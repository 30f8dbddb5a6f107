//! Defines the endpoint for creating a new transaction.
use std::sync::{Arc, Mutex};

use axum::{
    Extension,
    extract::{FromRef, State},
    http::StatusCode,
    response::{IntoResponse, Response},
};
// Must use axum_extra's Form since that parses an empty string as None instead
// of crashing like axum::Form.
use axum_extra::extract::Form;
use axum_htmx::HxRedirect;
use rusqlite::Connection;

use crate::{
    AppState, Error,
    auth::UserID,
    endpoints,
    transaction::{core::create_transaction, form::TransactionForm},
};

/// The state needed to create a transaction.
#[derive(Debug, Clone)]
pub struct CreateTransactionState {
    pub db_connection: Arc<Mutex<Connection>>,
}

impl FromRef<AppState> for CreateTransactionState {
    fn from_ref(state: &AppState) -> Self {
        Self {
            db_connection: state.db_connection.clone(),
        }
    }
}

/// A route handler for creating a new transaction, redirects to transactions view on success.
pub async fn create_transaction_endpoint(
    State(state): State<CreateTransactionState>,
    Extension(user_id): Extension<UserID>,
    Form(form): Form<TransactionForm>,
) -> Response {
    let connection = match state.db_connection.lock() {
        Ok(connection) => connection,
        Err(error) => {
            tracing::error!("could not acquire database lock: {error}");
            return Error::DatabaseLockError.into_alert_response();
        }
    };

    match create_transaction(user_id, form.into_builder(), &connection) {
        Ok(transaction) => {
            tracing::info!("user {user_id} created transaction {}", transaction.id);

            (
                HxRedirect(endpoints::TRANSACTIONS_VIEW.to_owned()),
                StatusCode::SEE_OTHER,
            )
                .into_response()
        }
        Err(
            error @ (Error::InvalidAmount(_) | Error::InvalidCategory(_) | Error::InvalidGoal(_)),
        ) => error.into_alert_response(),
        Err(error) => {
            tracing::error!("could not create transaction: {error}");
            error.into_alert_response()
        }
    }
}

__Exercise aim__: Copy out every line of the listing where the word "extract" occurs.

__Answer to the problem__:
    extract::{FromRef, State},
use axum_extra::extract::Form;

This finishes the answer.